​Novo filme de Sérgio Tréfaut. “Filmei o Titanic antes do naufrágio”
16-09-2021 - 06:46
 • Maria João Costa

“Paraíso” estreia hoje. Sérgio Tréfaut regressou ao Brasil natal para retratar uma realidade que a pandemia matou. O realizador filmou um grupo de seniores que se juntavam para cantar nos jardins públicos no Rio de Janeiro.

“É impossível entrar em qualquer táxi ou loja no Brasil e as pessoas, ao ouvirem o seu sotaque estrangeiro, não perguntem: ‘como é que eu faço para ir embora?’” Foi a este Brasil do século XXI, com Bolsonaro na presidência, e onde já morreram mais de 600 mil pessoas por causa da Covid-19 que o realizador Sérgio Tréfaut regressou.

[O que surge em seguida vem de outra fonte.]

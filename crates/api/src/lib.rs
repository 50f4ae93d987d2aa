//! Rebalancer operator-facing clients.
//!
//! This crate provides:
//! - The [`Notifier`] trait and the [`Event`]s the engine reports
//! - A tracing-backed console notifier
//! - A Telegram Bot API notifier (HTML messages)

mod notifier;
mod telegram;

pub use notifier::{
    escape_html, ConsoleNotifier, Event, FacilityAction, FundingEvent, Notifier,
    NotifierRegistry, NullNotifier,
};
pub use telegram::{mask_token, TelegramNotifier};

Mais de 40 anos depois de ter saído do Brasil, o cineasta foi à procura do seu “paraíso”. O retrato está no mais recente documentário que chega esta quinta-feira às salas de cinema.

“Paraíso” é um filme que retrata um grupo de brasileiros para quem a música é uma terapia. Juntavam-se antes da pandemia num jardim público para cantar. O filme mostra essa tradição, antes da pandemia e da Covid-19 ter tirado a vida a alguns deles que esperaram por socorro à porta dos hospitais. Em entrevista ao Ensaio Geral da Renascença, Tréfaut diz que este não é um filme político.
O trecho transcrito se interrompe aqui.